══ EXERCISE MATERIAL ══

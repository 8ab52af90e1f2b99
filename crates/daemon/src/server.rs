// SPDX-License-Identifier: BUSL-1.1
// Copyright (c) 2026 Alfred Jean LLC

//! Daemon startup and serve loop.

use std::sync::Arc;
use std::time::Instant;

use chrono::Utc;
use openwork_core::{Diagnostics, ServiceRecord};
use openwork_storage::{clear_stale_services, Liveness, StateStore, STALE_PROBE_TIMEOUT};
use openwork_supervisor::health::probe_ok;
use openwork_supervisor::process::process_alive;
use parking_lot::Mutex;
use tokio::signal::unix::{signal, SignalKind};
use tokio::sync::Notify;
use tracing::{error, info};

use crate::engine::{EngineManager, ProcessLauncher};
use crate::router::{router, DaemonCtx};
use crate::{lifecycle, DaemonConfig, DaemonError};

/// Run the daemon until shutdown. This is the body of
/// `openwork daemon run`.
pub async fn run(cfg: DaemonConfig) -> Result<(), DaemonError> {
    std::fs::create_dir_all(&cfg.data_dir)?;
    let lock = lifecycle::acquire_lock(&cfg)?;
    lifecycle::rotate_log_if_needed(&cfg.log_path());
    lifecycle::write_startup_marker(&cfg)?;
    let log_guard = lifecycle::setup_logging(&cfg)?;

    info!("starting router daemon (run id {})", cfg.run_id);
    match run_inner(&cfg).await {
        Ok(()) => {
            lifecycle::release_lock(&cfg);
            info!("daemon stopped");
            drop(log_guard);
            drop(lock);
            Ok(())
        }
        Err(e) => {
            lifecycle::write_startup_error(&cfg, &e);
            error!("failed to start daemon: {e}");
            lifecycle::release_lock(&cfg);
            drop(log_guard);
            drop(lock);
            Err(e)
        }
    }
}

async fn run_inner(cfg: &DaemonConfig) -> Result<(), DaemonError> {
    let store = StateStore::new(&cfg.data_dir);
    let mut state = store.load();

    // Resolve any stale records left by a crashed daemon before serving.
    let client = reqwest::Client::new();
    let daemon_liveness = service_liveness(&client, state.daemon.as_ref()).await;
    let engine_liveness = service_liveness(&client, state.engine.as_ref()).await;
    if clear_stale_services(&mut state, daemon_liveness, engine_liveness) {
        store.save(&state)?;
        info!("cleared stale service records from state");
    }

    // Preferred port first; fall back to an OS-assigned one.
    let listener = match tokio::net::TcpListener::bind((cfg.host.as_str(), cfg.port)).await {
        Ok(listener) => listener,
        Err(_) => tokio::net::TcpListener::bind((cfg.host.as_str(), 0)).await?,
    };
    let port = listener.local_addr()?.port();
    let base_url = format!("http://{}:{}", cfg.host, port);

    let shutdown = Arc::new(Notify::new());
    let diagnostics = Arc::new(Mutex::new(Diagnostics::default()));
    let launcher = ProcessLauncher::new(
        cfg.resolver.clone(),
        cfg.engine_host.clone(),
        cfg.engine_cors.clone(),
        cfg.engine_auth.clone(),
        cfg.run_id.clone(),
        Arc::clone(&diagnostics),
    );
    let ctx = Arc::new(DaemonCtx {
        cfg: cfg.clone(),
        store: store.clone(),
        state: Mutex::new(state),
        engine: EngineManager::new(Arc::new(launcher), cfg.engine_host.clone(), cfg.engine_port),
        client: client.clone(),
        diagnostics,
        start_time: Instant::now(),
        shutdown: Arc::clone(&shutdown),
    });

    let serve_shutdown = Arc::clone(&shutdown);
    let app = router(Arc::clone(&ctx));
    let server = tokio::spawn(async move {
        let result = axum::serve(listener, app)
            .with_graceful_shutdown(async move { serve_shutdown.notified().await })
            .await;
        if let Err(e) = result {
            error!("control plane stopped with error: {e}");
        }
    });

    // The daemon record is written only once our own health answers.
    let health_url = format!("{base_url}/health");
    openwork_supervisor::health::wait_for_healthy(
        &client,
        &health_url,
        openwork_supervisor::health::DEFAULT_TIMEOUT,
        openwork_supervisor::health::DEFAULT_POLL,
    )
    .await?;
    {
        let mut guard = ctx.state.lock();
        guard.daemon = Some(ServiceRecord {
            pid: std::process::id(),
            port,
            base_url: base_url.clone(),
            started_at: Utc::now(),
        });
        guard.cli_version = Some(env!("CARGO_PKG_VERSION").to_string());
        ctx.store.save(&guard)?;
    }
    info!("daemon ready, listening on {base_url}");

    // Signal readiness for a parent waiting on stdout.
    println!("READY {base_url}");

    let mut sigterm = signal(SignalKind::terminate())?;
    let mut sigint = signal(SignalKind::interrupt())?;
    tokio::select! {
        _ = shutdown.notified() => info!("shutdown requested via control plane"),
        _ = sigterm.recv() => info!("received SIGTERM, shutting down"),
        _ = sigint.recv() => info!("received SIGINT, shutting down"),
    }
    shutdown.notify_waiters();
    let _ = server.await;

    // Clear our record; the engine record stays so the next daemon can
    // re-adopt the running engine.
    {
        let mut guard = ctx.state.lock();
        guard.daemon = None;
        ctx.store.save(&guard)?;
    }
    Ok(())
}

async fn service_liveness(
    client: &reqwest::Client,
    record: Option<&ServiceRecord>,
) -> Option<Liveness> {
    let record = record?;
    let pid_alive = process_alive(record.pid);
    let health_ok = pid_alive
        && probe_ok(client, &format!("{}/health", record.base_url), STALE_PROBE_TIMEOUT).await;
    Some(Liveness { pid_alive, health_ok })
}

═══

## WORK REQUEST
What you return must match the records above exactly.

## TASK SOLUTION
repository 8ab52af90e1f2b99
filename crates/daemon/src/server.rs
// SPDX-License-Identifier: BUSL-1.1
// Copyright (c) 2026 Alfred Jean LLC

//! Daemon startup and serve loop.

use std::sync::Arc;
use std::time::Instant;

use chrono::Utc;
use openwork_core::{Diagnostics, ServiceRecord};
use openwork_storage::{clear_stale_services, Liveness, StateStore, STALE_PROBE_TIMEOUT};
use openwork_supervisor::health::probe_ok;
use openwork_supervisor::process::process_alive;
use parking_lot::Mutex;
use tokio::signal::unix::{signal, SignalKind};
use tokio::sync::Notify;
use tracing::{error, info};

use crate::engine::{EngineManager, ProcessLauncher};
use crate::router::{router, DaemonCtx};
use crate::{lifecycle, DaemonConfig, DaemonError};

/// Run the daemon until shutdown. This is the body of
/// `openwork daemon run`.
pub async fn run(cfg: DaemonConfig) -> Result<(), DaemonError> {
    std::fs::create_dir_all(&cfg.data_dir)?;
    let lock = lifecycle::acquire_lock(&cfg)?;
    lifecycle::rotate_log_if_needed(&cfg.log_path());
    lifecycle::write_startup_marker(&cfg)?;
    let log_guard = lifecycle::setup_logging(&cfg)?;

    info!("starting router daemon (run id {})", cfg.run_id);
    match run_inner(&cfg).await {
        Ok(()) => {
            lifecycle::release_lock(&cfg);
            info!("daemon stopped");
            drop(log_guard);
            drop(lock);
            Ok(())
        }
        Err(e) => {
            lifecycle::write_startup_error(&cfg, &e);
            error!("failed to start daemon: {e}");
            lifecycle::release_lock(&cfg);
            drop(log_guard);
            drop(lock);
            Err(e)
        }
    }
}

async fn run_inner(cfg: &DaemonConfig) -> Result<(), DaemonError> {
    let store = StateStore::new(&cfg.data_dir);
    let mut state = store.load();

    // Resolve any stale records left by a crashed daemon before serving.
    let client = reqwest::Client::new();
    let daemon_liveness = service_liveness(&client, state.daemon.as_ref()).await;
    let engine_liveness = service_liveness(&client, state.engine.as_ref()).await;
    if clear_stale_services(&mut state, daemon_liveness, engine_liveness) {
        store.save(&state)?;
        info!("cleared stale service records from state");
    }

    // Preferred port first; fall back to an OS-assigned one.
    let listener = match tokio::net::TcpListener::bind((cfg.host.as_str(), cfg.port)).await {
        Ok(listener) => listener,
        Err(_) => tokio::net::TcpListener::bind((cfg.host.as_str(), 0)).await?,
    };
    let port = listener.local_addr()?.port();
    let base_url = format!("http://{}:{}", cfg.host, port);

    let shutdown = Arc::new(Notify::new());
    let diagnostics = Arc::new(Mutex::new(Diagnostics::default()));
    let launcher = ProcessLauncher::new(
        cfg.resolver.clone(),
        cfg.engine_host.clone(),
        cfg.engine_cors.clone(),
        cfg.engine_auth.clone(),
        cfg.run_id.clone(),
        Arc::clone(&diagnostics),
    );
    let ctx = Arc::new(DaemonCtx {
        cfg: cfg.clone(),
        store: store.clone(),
        state: Mutex::new(state),
        engine: EngineManager::new(Arc::new(launcher), cfg.engine_host.clone(), cfg.engine_port),
        client: client.clone(),
        diagnostics,
        start_time: Instant::now(),
        shutdown: Arc::clone(&shutdown),
    });

    let serve_shutdown = Arc::clone(&shutdown);
    let app = router(Arc::clone(&ctx));
    let server = tokio::spawn(async move {
        let result = axum::serve(listener, app)
            .with_graceful_shutdown(async move { serve_shutdown.notified().await })
            .await;
        if let Err(e) = result {
            error!("control plane stopped with error: {e}");
        }
    });

    // The daemon record is written only once our own health answers.
    let health_url = format!("{base_url}/health");
    openwork_supervisor::health::wait_for_healthy(
        &client,
        &health_url,
        openwork_supervisor::health::DEFAULT_TIMEOUT,
        openwork_supervisor::health::DEFAULT_POLL,
    )
    .await?;
    {
        let mut guard = ctx.state.lock();
        guard.daemon = Some(ServiceRecord {
            pid: std::process::id(),
            port,
            base_url: base_url.clone(),
            started_at: Utc::now(),
        });
        guard.cli_version = Some(env!("CARGO_PKG_VERSION").to_string());
        ctx.store.save(&guard)?;
    }
    info!("daemon ready, listening on {base_url}");

    // Signal readiness for a parent waiting on stdout.
    println!("READY {base_url}");

    let mut sigterm = signal(SignalKind::terminate())?;
    let mut sigint = signal(SignalKind::interrupt())?;
    tokio::select! {
        _ = shutdown.notified() => info!("shutdown requested via control plane"),
        _ = sigterm.recv() => info!("received SIGTERM, shutting down"),
        _ = sigint.recv() => info!("received SIGINT, shutting down"),
    }
    shutdown.notify_waiters();
    let _ = server.await;

    // Clear our record; the engine record stays so the next daemon can
    // re-adopt the running engine.
    {
        let mut guard = ctx.state.lock();
        guard.daemon = None;
        ctx.store.save(&guard)?;
    }
    Ok(())
}

async fn service_liveness(
    client: &reqwest::Client,
    record: Option<&ServiceRecord>,
) -> Option<Liveness> {
    let record = record?;
    let pid_alive = process_alive(record.pid);
    let health_ok = pid_alive
        && probe_ok(client, &format!("{}/health", record.base_url), STALE_PROBE_TIMEOUT).await;
    Some(Liveness { pid_alive, health_ok })
}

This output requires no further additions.